## What the task requires:
The answer is to be the data below, written out in full and exactly.

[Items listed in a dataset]

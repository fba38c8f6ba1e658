use crate::shared::constants::UNKNOWN_LABEL;
use crate::shared::frame::Frame;
use crate::shared::geometry::Rect;

/// A foreground region cropped out of a source frame.
///
/// Owns a private copy of its pixels. `bounds` records where the crop came
/// from in the source frame; the label starts out unknown (0).
#[derive(Clone, Debug, PartialEq)]
pub struct Blob {
    frame: Frame,
    label: u32,
    bounds: Rect,
}

impl Blob {
    pub fn new(frame: Frame, label: u32) -> Self {
        let bounds = Rect::new(0, 0, frame.width() as i32, frame.height() as i32);
        Self {
            frame,
            label,
            bounds,
        }
    }

    /// Unlabelled blob cropped from `bounds` of a larger frame.
    pub fn from_region(frame: Frame, bounds: Rect) -> Self {
        Self {
            frame,
            label: UNKNOWN_LABEL,
            bounds,
        }
    }

    pub fn is_empty(&self) -> bool {
        self.frame.is_empty()
    }

    pub fn label(&self) -> u32 {
        self.label
    }

    pub fn set_label(&mut self, label: u32) {
        self.label = label;
    }

    pub fn frame(&self) -> &Frame {
        &self.frame
    }

    pub fn width(&self) -> u32 {
        self.frame.width()
    }

    pub fn height(&self) -> u32 {
        self.frame.height()
    }

    pub fn bounds(&self) -> Rect {
        self.bounds
    }
}

impl Default for Blob {
    fn default() -> Self {
        Self::new(Frame::blank(0, 0, 3), UNKNOWN_LABEL)
    }
}
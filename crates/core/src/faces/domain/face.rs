use crate::imaging::warp::{affine_from_points, multiply_blend, warp_affine};
use crate::shared::error::Result;
use crate::shared::frame::Frame;
use crate::shared::geometry::Rect;

use super::face_landmarks::FaceLandmarks;
use super::species::Species;

/// A detected (or merged) face with its own pixel copy.
///
/// Landmarks share the coordinate frame of the pixels; `bounds` is where
/// the face was cropped in the source frame.
#[derive(Clone, Debug, PartialEq)]
pub struct Face {
    species: Species,
    frame: Frame,
    landmarks: FaceLandmarks,
    bounds: Rect,
}

impl Face {
    pub fn new(species: Species, frame: Frame, landmarks: FaceLandmarks, bounds: Rect) -> Self {
        Self {
            species,
            frame,
            landmarks,
            bounds,
        }
    }

    /// Blends two faces into one.
    ///
    /// The smaller face (by pixel area; ties keep `face0` as the bigger one)
    /// is warped so its eyes and nose land on the bigger face's, then the
    /// two are multiplied together. The result carries the bigger face's
    /// landmarks, bounds and dimensions.
    pub fn merge(face0: &Face, face1: &Face) -> Result<Face> {
        let (bigger, smaller) = if face1.frame.area() > face0.frame.area() {
            (face1, face0)
        } else {
            (face0, face1)
        };

        let transform = affine_from_points(&smaller.landmarks.points(), &bigger.landmarks.points())?;
        let warped = warp_affine(
            &smaller.frame,
            &transform,
            bigger.frame.width(),
            bigger.frame.height(),
        )?;
        let blended = multiply_blend(&warped, &bigger.frame)?;

        Ok(Face {
            species: bigger.species.merged_with(smaller.species),
            frame: blended,
            landmarks: bigger.landmarks,
            bounds: bigger.bounds,
        })
    }

    pub fn is_empty(&self) -> bool {
        self.frame.is_empty()
    }

    pub fn species(&self) -> Species {
        self.species
    }

    pub fn frame(&self) -> &Frame {
        &self.frame
    }

    pub fn width(&self) -> u32 {
        self.frame.width()
    }

    pub fn height(&self) -> u32 {
        self.frame.height()
    }

    pub fn landmarks(&self) -> &FaceLandmarks {
        &self.landmarks
    }

    pub fn bounds(&self) -> Rect {
        self.bounds
    }
}

#[cfg(test)]
mod tests {
    use super::*;
    use crate::shared::error::VisionError;
    use crate::shared::geometry::Point;
    use rstest::rstest;

    fn face(species: Species, w: u32, h: u32, channels: u8, value: u8) -> Face {
        let frame = Frame::new(vec![value; (w * h) as usize * channels as usize], w, h, channels);
        let landmarks = match species {
            Species::Cat => FaceLandmarks::cat(w as f32, h as f32),
            _ => FaceLandmarks::human(w as f32, h as f32, None, None),
        };
        Face::new(species, frame, landmarks, Rect::new(5, 6, w as i32, h as i32))
    }

    #[test]
    fn test_reads_back() {
        let f = face(Species::Cat, 20, 10, 3, 9);
        assert_eq!(f.species(), Species::Cat);
        assert_eq!((f.width(), f.height()), (20, 10));
        assert_eq!(f.bounds(), Rect::new(5, 6, 20, 10));
        assert_eq!(f.landmarks(), &FaceLandmarks::cat(20.0, 10.0));
        assert!(!f.is_empty());
    }

    #[test]
    fn test_merge_takes_bigger_face_geometry() {
        let small = face(Species::Human, 40, 40, 3, 255);
        let big = face(Species::Human, 100, 80, 3, 200);

        for merged in [Face::merge(&small, &big).unwrap(), Face::merge(&big, &small).unwrap()] {
            assert_eq!((merged.width(), merged.height()), (100, 80));
            assert_eq!(merged.landmarks(), big.landmarks());
            assert_eq!(merged.bounds(), big.bounds());
        }
    }

    #[test]
    fn test_merge_leaves_inputs_untouched() {
        let a = face(Species::Human, 40, 40, 3, 120);
        let b = face(Species::Cat, 60, 60, 3, 80);
        let (a0, b0) = (a.clone(), b.clone());
        Face::merge(&a, &b).unwrap();
        assert_eq!(a, a0);
        assert_eq!(b, b0);
    }

    #[rstest]
    #[case::human_human(Species::Human, Species::Human, Species::Human)]
    #[case::cat_cat(Species::Cat, Species::Cat, Species::Cat)]
    #[case::human_cat(Species::Human, Species::Cat, Species::Hybrid)]
    #[case::cat_human(Species::Cat, Species::Human, Species::Hybrid)]
    fn test_merge_species_any_order(#[case] s0: Species, #[case] s1: Species, #[case] expected: Species) {
        let a = face(s0, 30, 30, 3, 100);
        let b = face(s1, 50, 50, 3, 100);
        assert_eq!(Face::merge(&a, &b).unwrap().species(), expected);
        assert_eq!(Face::merge(&b, &a).unwrap().species(), expected);
    }

    #[test]
    fn test_merge_tie_keeps_first_as_bigger() {
        let mut a = face(Species::Human, 30, 30, 3, 255);
        a.bounds = Rect::new(1, 1, 30, 30);
        let b = face(Species::Human, 30, 30, 3, 255);
        assert_eq!(Face::merge(&a, &b).unwrap().bounds(), a.bounds());
    }

    #[test]
    fn test_merge_multiplies_aligned_pixels() {
        // Same geometry, so the warp is the identity.
        let white = face(Species::Cat, 40, 40, 3, 255);
        let gray = face(Species::Cat, 40, 40, 3, 100);
        let merged = Face::merge(&gray, &white).unwrap();
        assert_eq!(merged.frame().pixel(20, 20), &[100, 100, 100]);
    }

    #[test]
    fn test_merge_promotes_channels() {
        let gray = face(Species::Human, 30, 30, 1, 255);
        let rgba = face(Species::Human, 60, 60, 4, 255);
        let merged = Face::merge(&gray, &rgba).unwrap();
        assert_eq!(merged.frame().channels(), 4);
    }

    #[test]
    fn test_merge_collinear_landmarks_fail() {
        let a = face(Species::Human, 40, 40, 3, 10);
        let line = FaceLandmarks::new(Point::new(0.0, 0.0), Point::new(5.0, 5.0), Point::new(10.0, 10.0));
        let b = Face::new(Species::Cat, Frame::blank(20, 20, 3), line, Rect::default());
        let err = Face::merge(&a, &b).unwrap_err();
        assert!(matches!(err, VisionError::DegenerateLandmarks));
    }
}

## Answer below:
repository fba38c8f6ba1e658
use crate::shared::constants::UNKNOWN_LABEL;
use crate::shared::frame::Frame;
use crate::shared::geometry::Rect;

/// A foreground region cropped out of a source frame.
///
/// Owns a private copy of its pixels. `bounds` records where the crop came
/// from in the source frame; the label starts out unknown (0).
#[derive(Clone, Debug, PartialEq)]
pub struct Blob {
    frame: Frame,
    label: u32,
    bounds: Rect,
}

impl Blob {
    pub fn new(frame: Frame, label: u32) -> Self {
        let bounds = Rect::new(0, 0, frame.width() as i32, frame.height() as i32);
        Self {
            frame,
            label,
            bounds,
        }
    }

    /// Unlabelled blob cropped from `bounds` of a larger frame.
    pub fn from_region(frame: Frame, bounds: Rect) -> Self {
        Self {
            frame,
            label: UNKNOWN_LABEL,
            bounds,
        }
    }

    pub fn is_empty(&self) -> bool {
        self.frame.is_empty()
    }

    pub fn label(&self) -> u32 {
        self.label
    }

    pub fn set_label(&mut self, label: u32) {
        self.label = label;
    }

    pub fn frame(&self) -> &Frame {
        &self.frame
    }

    pub fn width(&self) -> u32 {
        self.frame.width()
    }

    pub fn height(&self) -> u32 {
        self.frame.height()
    }

    pub fn bounds(&self) -> Rect {
        self.bounds
    }
}

impl Default for Blob {
    fn default() -> Self {
        Self::new(Frame::blank(0, 0, 3), UNKNOWN_LABEL)
    }
}
filename crates/core/src/faces/domain/face.rs
use crate::imaging::warp::{affine_from_points, multiply_blend, warp_affine};
use crate::shared::error::Result;
use crate::shared::frame::Frame;
use crate::shared::geometry::Rect;

use super::face_landmarks::FaceLandmarks;
use super::species::Species;

/// A detected (or merged) face with its own pixel copy.
///
/// Landmarks share the coordinate frame of the pixels; `bounds` is where
/// the face was cropped in the source frame.
#[derive(Clone, Debug, PartialEq)]
pub struct Face {
    species: Species,
    frame: Frame,
    landmarks: FaceLandmarks,
    bounds: Rect,
}

impl Face {
    pub fn new(species: Species, frame: Frame, landmarks: FaceLandmarks, bounds: Rect) -> Self {
        Self {
            species,
            frame,
            landmarks,
            bounds,
        }
    }

    /// Blends two faces into one.
    ///
    /// The smaller face (by pixel area; ties keep `face0` as the bigger one)
    /// is warped so its eyes and nose land on the bigger face's, then the
    /// two are multiplied together. The result carries the bigger face's
    /// landmarks, bounds and dimensions.
    pub fn merge(face0: &Face, face1: &Face) -> Result<Face> {
        let (bigger, smaller) = if face1.frame.area() > face0.frame.area() {
            (face1, face0)
        } else {
            (face0, face1)
        };

        let transform = affine_from_points(&smaller.landmarks.points(), &bigger.landmarks.points())?;
        let warped = warp_affine(
            &smaller.frame,
            &transform,
            bigger.frame.width(),
            bigger.frame.height(),
        )?;
        let blended = multiply_blend(&warped, &bigger.frame)?;

        Ok(Face {
            species: bigger.species.merged_with(smaller.species),
            frame: blended,
            landmarks: bigger.landmarks,
            bounds: bigger.bounds,
        })
    }

    pub fn is_empty(&self) -> bool {
        self.frame.is_empty()
    }

    pub fn species(&self) -> Species {
        self.species
    }

    pub fn frame(&self) -> &Frame {
        &self.frame
    }

    pub fn width(&self) -> u32 {
        self.frame.width()
    }

    pub fn height(&self) -> u32 {
        self.frame.height()
    }

    pub fn landmarks(&self) -> &FaceLandmarks {
        &self.landmarks
    }

    pub fn bounds(&self) -> Rect {
        self.bounds
    }
}

#[cfg(test)]
mod tests {
    use super::*;
    use crate::shared::error::VisionError;
    use crate::shared::geometry::Point;
    use rstest::rstest;

    fn face(species: Species, w: u32, h: u32, channels: u8, value: u8) -> Face {
        let frame = Frame::new(vec![value; (w * h) as usize * channels as usize], w, h, channels);
        let landmarks = match species {
            Species::Cat => FaceLandmarks::cat(w as f32, h as f32),
            _ => FaceLandmarks::human(w as f32, h as f32, None, None),
        };
        Face::new(species, frame, landmarks, Rect::new(5, 6, w as i32, h as i32))
    }

    #[test]
    fn test_reads_back() {
        let f = face(Species::Cat, 20, 10, 3, 9);
        assert_eq!(f.species(), Species::Cat);
        assert_eq!((f.width(), f.height()), (20, 10));
        assert_eq!(f.bounds(), Rect::new(5, 6, 20, 10));
        assert_eq!(f.landmarks(), &FaceLandmarks::cat(20.0, 10.0));
        assert!(!f.is_empty());
    }

    #[test]
    fn test_merge_takes_bigger_face_geometry() {
        let small = face(Species::Human, 40, 40, 3, 255);
        let big = face(Species::Human, 100, 80, 3, 200);

        for merged in [Face::merge(&small, &big).unwrap(), Face::merge(&big, &small).unwrap()] {
            assert_eq!((merged.width(), merged.height()), (100, 80));
            assert_eq!(merged.landmarks(), big.landmarks());
            assert_eq!(merged.bounds(), big.bounds());
        }
    }

    #[test]
    fn test_merge_leaves_inputs_untouched() {
        let a = face(Species::Human, 40, 40, 3, 120);
        let b = face(Species::Cat, 60, 60, 3, 80);
        let (a0, b0) = (a.clone(), b.clone());
        Face::merge(&a, &b).unwrap();
        assert_eq!(a, a0);
        assert_eq!(b, b0);
    }

    #[rstest]
    #[case::human_human(Species::Human, Species::Human, Species::Human)]
    #[case::cat_cat(Species::Cat, Species::Cat, Species::Cat)]
    #[case::human_cat(Species::Human, Species::Cat, Species::Hybrid)]
    #[case::cat_human(Species::Cat, Species::Human, Species::Hybrid)]
    fn test_merge_species_any_order(#[case] s0: Species, #[case] s1: Species, #[case] expected: Species) {
        let a = face(s0, 30, 30, 3, 100);
        let b = face(s1, 50, 50, 3, 100);
        assert_eq!(Face::merge(&a, &b).unwrap().species(), expected);
        assert_eq!(Face::merge(&b, &a).unwrap().species(), expected);
    }

    #[test]
    fn test_merge_tie_keeps_first_as_bigger() {
        let mut a = face(Species::Human, 30, 30, 3, 255);
        a.bounds = Rect::new(1, 1, 30, 30);
        let b = face(Species::Human, 30, 30, 3, 255);
        assert_eq!(Face::merge(&a, &b).unwrap().bounds(), a.bounds());
    }

    #[test]
    fn test_merge_multiplies_aligned_pixels() {
        // Same geometry, so the warp is the identity.
        let white = face(Species::Cat, 40, 40, 3, 255);
        let gray = face(Species::Cat, 40, 40, 3, 100);
        let merged = Face::merge(&gray, &white).unwrap();
        assert_eq!(merged.frame().pixel(20, 20), &[100, 100, 100]);
    }

    #[test]
    fn test_merge_promotes_channels() {
        let gray = face(Species::Human, 30, 30, 1, 255);
        let rgba = face(Species::Human, 60, 60, 4, 255);
        let merged = Face::merge(&gray, &rgba).unwrap();
        assert_eq!(merged.frame().channels(), 4);
    }

    #[test]
    fn test_merge_collinear_landmarks_fail() {
        let a = face(Species::Human, 40, 40, 3, 10);
        let line = FaceLandmarks::new(Point::new(0.0, 0.0), Point::new(5.0, 5.0), Point::new(10.0, 10.0));
        let b = Face::new(Species::Cat, Frame::blank(20, 20, 3), line, Rect::default());
        let err = Face::merge(&a, &b).unwrap_err();
        assert!(matches!(err, VisionError::DegenerateLandmarks));
    }
}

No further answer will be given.